Unless you're a language enthusiast, most developers dislike "wasting" time trying to understand syntax. Syntax trivia makes for bad interviews, developers dismiss a problem as "that's just syntax", and it's generally considered a waste of mental energy for developers to thrash over syntax.
Now, at least for the type of .Net application development that I often do, syntax is mostly pain-free, partly thanks to:
Powerful IDEs that include intellisense and compiler checking.
Billions of online examples that are a google-query away, such as complete reference guides, tutorials, forums, and fellow blogger's who encountered the exact same one-in-a-million bug.
Better designed APIs. for example, both C# and VB.Net reuse the entire .Net framework, making syntax differences trivial.
Emergence of standards, like XML, HTML, and language conventions.
The deliberate attempt by designers and architects to reduce the need for syntax by wrapping interfaces with abstraction, using standards and patterns and reusable blocks, and leveraging config files.
More developers in the field with whom you can ask syntax questions too.
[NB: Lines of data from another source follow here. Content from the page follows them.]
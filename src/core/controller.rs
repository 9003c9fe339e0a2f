//! Memory-driven concurrency controller.
//!
//! The controller keeps a short window of memory samples and moves the
//! allowed concurrency up or down in bounded steps. Decisions are made from
//! the smoothed window once enough samples exist and operations are running;
//! before that the latest raw free ratio is used so a fresh pool can ramp up
//! immediately when memory is plentiful.

use std::collections::VecDeque;

use serde::{Deserialize, Serialize};

use crate::config::AutoscaledPoolConfig;
use crate::core::MemoryInfo;

/// Estimate how many more (positive) or fewer (negative) instances the
/// current memory headroom can sustain.
///
/// `floor((mean(free_i / total_i) - min_free_memory_ratio) * concurrency)`.
/// An empty window yields `0`.
#[must_use]
#[allow(clippy::cast_precision_loss, clippy::cast_possible_truncation)]
pub fn space_for_instances<'a, I>(
    snapshots: I,
    concurrency: usize,
    min_free_memory_ratio: f64,
) -> i64
where
    I: IntoIterator<Item = &'a MemoryInfo>,
{
    let Some(mean) = mean_free_ratio(snapshots) else {
        return 0;
    };
    ((mean - min_free_memory_ratio) * concurrency as f64).floor() as i64
}

#[allow(clippy::cast_precision_loss)]
fn mean_free_ratio<'a, I>(snapshots: I) -> Option<f64>
where
    I: IntoIterator<Item = &'a MemoryInfo>,
{
    let (sum, count) = snapshots
        .into_iter()
        .fold((0.0_f64, 0_usize), |(sum, count), s| (sum + s.free_ratio(), count + 1));
    (count > 0).then(|| sum / count as f64)
}

/// Outcome of one autoscale evaluation.
#[derive(Debug, Clone, Copy, PartialEq, Eq, Serialize, Deserialize)]
pub enum ScaleDecision {
    /// Concurrency increased.
    Up {
        /// Previous concurrency.
        from: usize,
        /// New concurrency.
        to: usize,
    },
    /// Concurrency decreased.
    Down {
        /// Previous concurrency.
        from: usize,
        /// New concurrency.
        to: usize,
    },
    /// Concurrency unchanged.
    Hold,
}

/// Tracks allowed concurrency and the rolling memory window.
#[derive(Debug, Clone)]
pub struct ConcurrencyController {
    min_concurrency: usize,
    max_concurrency: usize,
    concurrency: usize,
    min_free_memory_ratio: f64,
    scale_up_step: usize,
    scale_down_step: usize,
    neutral_band: f64,
    window_size: usize,
    min_snapshots_for_estimate: usize,
    snapshots: VecDeque<MemoryInfo>,
}

impl ConcurrencyController {
    /// Create a controller starting at the minimum concurrency.
    ///
    /// The configuration is assumed to be validated.
    #[must_use]
    pub fn new(config: &AutoscaledPoolConfig) -> Self {
        Self {
            min_concurrency: config.min_concurrency,
            max_concurrency: config.max_concurrency,
            concurrency: config.min_concurrency,
            min_free_memory_ratio: config.min_free_memory_ratio,
            scale_up_step: config.scale_up_step,
            scale_down_step: config.scale_down_step,
            neutral_band: config.neutral_band,
            window_size: config.memory_window_size,
            min_snapshots_for_estimate: config.min_snapshots_for_estimate,
            snapshots: VecDeque::with_capacity(config.memory_window_size),
        }
    }

    /// Currently allowed concurrency.
    #[must_use]
    pub const fn concurrency(&self) -> usize {
        self.concurrency
    }

    /// Lower concurrency bound.
    #[must_use]
    pub const fn min_concurrency(&self) -> usize {
        self.min_concurrency
    }

    /// Upper concurrency bound.
    #[must_use]
    pub const fn max_concurrency(&self) -> usize {
        self.max_concurrency
    }

    /// Samples in the window, oldest first.
    pub fn snapshots(&self) -> impl Iterator<Item = &MemoryInfo> {
        self.snapshots.iter()
    }

    /// Push a sample, evicting the oldest once the window is full.
    ///
    /// Samples reporting zero total memory carry no information and are
    /// discarded; returns whether the sample was kept.
    pub fn record(&mut self, sample: MemoryInfo) -> bool {
        if sample.total_bytes == 0 {
            return false;
        }
        while self.snapshots.len() >= self.window_size {
            self.snapshots.pop_front();
        }
        self.snapshots.push_back(sample);
        true
    }

    /// Free ratio of the most recent sample.
    #[must_use]
    pub fn latest_free_ratio(&self) -> Option<f64> {
        self.snapshots.back().map(MemoryInfo::free_ratio)
    }

    /// Mean free ratio over the window.
    #[must_use]
    pub fn mean_free_ratio(&self) -> Option<f64> {
        mean_free_ratio(&self.snapshots)
    }

    /// Whether the latest sample is below the minimum free ratio.
    #[must_use]
    pub fn is_overloaded(&self) -> bool {
        self.latest_free_ratio()
            .is_some_and(|ratio| ratio < self.min_free_memory_ratio)
    }

    /// Space-for-instances estimate over the current window and concurrency.
    #[must_use]
    pub fn space_for_instances(&self) -> i64 {
        space_for_instances(&self.snapshots, self.concurrency, self.min_free_memory_ratio)
    }

    /// Whether the smoothed estimate can be trusted.
    ///
    /// With nothing running the window says nothing about per-instance cost.
    #[must_use]
    pub fn is_calibrated(&self, running: usize) -> bool {
        running > 0 && self.snapshots.len() >= self.min_snapshots_for_estimate
    }

    /// Evaluate the window and adjust concurrency.
    pub fn autoscale(&mut self, running: usize) -> ScaleDecision {
        if self.is_calibrated(running) {
            self.autoscale_smoothed()
        } else {
            self.autoscale_raw()
        }
    }

    fn autoscale_smoothed(&mut self) -> ScaleDecision {
        let Some(mean) = self.mean_free_ratio() else {
            return ScaleDecision::Hold;
        };
        let space = self.space_for_instances();

        if mean <= self.min_free_memory_ratio {
            let by = usize::try_from(space.unsigned_abs())
                .unwrap_or(usize::MAX)
                .clamp(1, self.scale_down_step);
            return self.scale_down(by);
        }
        if mean >= self.min_free_memory_ratio + self.neutral_band {
            // Headroom below one whole instance still grants a single step.
            let by = usize::try_from(space.max(1))
                .unwrap_or(usize::MAX)
                .min(self.scale_up_step);
            return self.scale_up(by);
        }
        ScaleDecision::Hold
    }

    fn autoscale_raw(&mut self) -> ScaleDecision {
        let Some(ratio) = self.latest_free_ratio() else {
            return ScaleDecision::Hold;
        };
        if ratio <= self.min_free_memory_ratio {
            return self.scale_down(self.scale_down_step);
        }
        if ratio >= self.min_free_memory_ratio + self.neutral_band {
            return self.scale_up(self.scale_up_step);
        }
        ScaleDecision::Hold
    }

    fn scale_up(&mut self, by: usize) -> ScaleDecision {
        let from = self.concurrency;
        let to = from.saturating_add(by).min(self.max_concurrency);
        if to == from {
            return ScaleDecision::Hold;
        }
        self.concurrency = to;
        ScaleDecision::Up { from, to }
    }

    fn scale_down(&mut self, by: usize) -> ScaleDecision {
        let from = self.concurrency;
        let to = from.saturating_sub(by).max(self.min_concurrency);
        if to == from {
            return ScaleDecision::Hold;
        }
        self.concurrency = to;
        ScaleDecision::Down { from, to }
    }
}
For example, I can often ask clear-cut SQL syntax questions to our DBA, and he'll just nail them. ("What's the syntax for setting an index on a temp table...?")
More powerful hardware that lets you do all this. If you only have 4KB of memory, it's a challenge just to make something possible, and you're willing to throw easy-syntax overboard to get it to work. Your machine lacks the resources to "afford" an IDE, and every language construct is optimized for the limited resources as opposed to ease-of-learning.
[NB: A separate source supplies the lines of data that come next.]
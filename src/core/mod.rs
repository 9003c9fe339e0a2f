//! Core scheduling abstractions and concurrency control.

pub mod autoscaled_pool;
pub mod controller;
pub mod error;
pub mod monitor;
mod scheduler;
pub mod stats;
pub mod work;

pub use autoscaled_pool::AutoscaledPool;
pub use controller::{space_for_instances, ConcurrencyController, ScaleDecision};
pub use error::{AppResult, MonitorError, PoolError};
pub use monitor::{MemoryInfo, ResourceMonitor};
pub use stats::PoolStats;
pub use work::{CompletionPredicate, NextWork, Operation, WorkSource};
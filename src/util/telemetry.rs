//! Telemetry helpers for structured logging and tracing.

/// Initialize tracing. Callers may install their own subscriber instead;
/// this installs an env-filtered fmt subscriber only if none is set.
pub fn init_tracing() {
    if tracing::dispatcher::has_been_set() {
        return;
    }
    let _ = tracing_subscriber::fmt()
        .with_env_filter(tracing_subscriber::EnvFilter::from_default_env())
        .try_init();
}
//! Builders to construct pools from configuration.

pub mod pool_builder;

pub use pool_builder::AutoscaledPoolBuilder;
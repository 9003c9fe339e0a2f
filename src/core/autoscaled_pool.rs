//! Public entry point for running work with memory-aware autoscaled concurrency.
//!
//! # Example
//!
//! ```rust,ignore
//! use autoscaled_pool::config::AutoscaledPoolConfig;
//! use autoscaled_pool::core::{AutoscaledPool, NextWork};
//! use autoscaled_pool::infra::SystemMemoryMonitor;
//!
//! let urls = std::sync::Arc::new(parking_lot::Mutex::new(seed_urls()));
//! let queue = urls.clone();
//! let source = move || match queue.lock().pop() {
//!     Some(url) => Ok(NextWork::from_future(crawl(url))),
//!     None => Ok(NextWork::Empty),
//! };
//!
//! let pool = AutoscaledPool::new(
//!     AutoscaledPoolConfig::new().with_concurrency(2, 50),
//!     source,
//!     SystemMemoryMonitor::new(),
//! )?;
//! let stats = pool.run().await?;
//! ```

use std::sync::Arc;

use tokio::sync::watch;
use tracing::Instrument;
use uuid::Uuid;

use crate::config::AutoscaledPoolConfig;
use crate::core::scheduler::SchedulingLoop;
use crate::core::{CompletionPredicate, PoolError, PoolStats, ResourceMonitor, WorkSource};

/// Runs units of work from a [`WorkSource`] with concurrency tuned against
/// memory pressure reported by a [`ResourceMonitor`].
///
/// A pool performs exactly one run; [`AutoscaledPool::run`] consumes it.
pub struct AutoscaledPool {
    config: AutoscaledPoolConfig,
    source: Box<dyn WorkSource>,
    monitor: Arc<dyn ResourceMonitor>,
    completion: Option<Arc<dyn CompletionPredicate>>,
    stats_tx: watch::Sender<PoolStats>,
}

impl AutoscaledPool {
    /// Create a pool.
    ///
    /// # Errors
    ///
    /// Returns `PoolError::InvalidConfig` if the configuration is invalid.
    pub fn new<S, M>(config: AutoscaledPoolConfig, source: S, monitor: M) -> Result<Self, PoolError>
    where
        S: WorkSource + 'static,
        M: ResourceMonitor + 'static,
    {
        Self::from_parts(config, Box::new(source), Arc::new(monitor), None)
    }

    pub(crate) fn from_parts(
        config: AutoscaledPoolConfig,
        source: Box<dyn WorkSource>,
        monitor: Arc<dyn ResourceMonitor>,
        completion: Option<Arc<dyn CompletionPredicate>>,
    ) -> Result<Self, PoolError> {
        config.validate().map_err(PoolError::InvalidConfig)?;

        let (stats_tx, _) = watch::channel(PoolStats {
            concurrency: config.min_concurrency,
            min_concurrency: config.min_concurrency,
            max_concurrency: config.max_concurrency,
            ..PoolStats::default()
        });

        Ok(Self {
            config,
            source,
            monitor,
            completion,
            stats_tx,
        })
    }

    /// Attach a completion predicate that decides when an idle pool is done.
    #[must_use]
    pub fn with_completion_predicate<C>(mut self, predicate: C) -> Self
    where
        C: CompletionPredicate + 'static,
    {
        self.completion = Some(Arc::new(predicate));
        self
    }

    /// Configuration the pool was built with.
    #[must_use]
    pub const fn config(&self) -> &AutoscaledPoolConfig {
        &self.config
    }

    /// Subscribe to pool statistics, updated as work starts, settles and scales.
    #[must_use]
    pub fn subscribe(&self) -> watch::Receiver<PoolStats> {
        self.stats_tx.subscribe()
    }

    /// Run until all work is drained.
    ///
    /// Work is spawned onto the current tokio runtime, so this must be called
    /// from within one.
    ///
    /// # Errors
    ///
    /// Returns the first failure of any unit of work (or of the completion
    /// predicate) once every operation already running has settled. Work not
    /// yet started is abandoned.
    pub async fn run(self) -> Result<PoolStats, PoolError> {
        let run_id = Uuid::new_v4();
        let span = tracing::info_span!("autoscaled_pool", %run_id);

        SchedulingLoop::new(
            self.config,
            self.source,
            self.monitor,
            self.completion,
            self.stats_tx,
        )
        .drive()
        .instrument(span)
        .await
    }
}

impl std::fmt::Debug for AutoscaledPool {
    fn fmt(&self, f: &mut std::fmt::Formatter<'_>) -> std::fmt::Result {
        f.debug_struct("AutoscaledPool")
            .field("config", &self.config)
            .field("has_completion_predicate", &self.completion.is_some())
            .finish_non_exhaustive()
    }
}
However, it wasn't always this way. I remember as a kid back in the late 80's, with the TRS80 and RSDOS, just staring blankly at the green and black television (didn't have a monitor). There were a few "computer people" I could talk too (like my brothers), but it was nothing like today.
This comes to mind because I've been reading up on PowerShell and Silverlight, and it just works. I haven't had a major syntax problem yet. It feels like I'm just cruising down the highway, and that's a nice feeling.